START The records
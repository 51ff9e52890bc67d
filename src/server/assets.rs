//! Static UI files compiled into the binary.

pub const LOGIN_HTML: &str = include_str!("../../static/login.html");
pub const FEED_HTML: &str = include_str!("../../static/feed.html");
pub const SETTINGS_HTML: &str = include_str!("../../static/settings.html");
pub const STATUS_HTML: &str = include_str!("../../static/status.html");
pub const FAVICON_SVG: &str = include_str!("../../static/favicon.svg");

const STYLE_CSS: &str = include_str!("../../static/style.css");
const APP_JS: &str = include_str!("../../static/app.js");

/// Content type and body of a file served under `/static/`.
pub fn lookup(path: &str) -> Option<(&'static str, &'static str)> {
    match path.trim_start_matches('/') {
        "style.css" => Some(("text/css; charset=utf-8", STYLE_CSS)),
        "app.js" => Some(("text/javascript; charset=utf-8", APP_JS)),
        "favicon.svg" => Some(("image/svg+xml", FAVICON_SVG)),
        _ => None,
    }
}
END The records
> [Assignment] Read the entries and select each line where the word "style" is found.

> [Your response]
const STYLE_CSS: &str = include_str!("../../static/style.css");
        "style.css" => Some(("text/css; charset=utf-8", STYLE_CSS)),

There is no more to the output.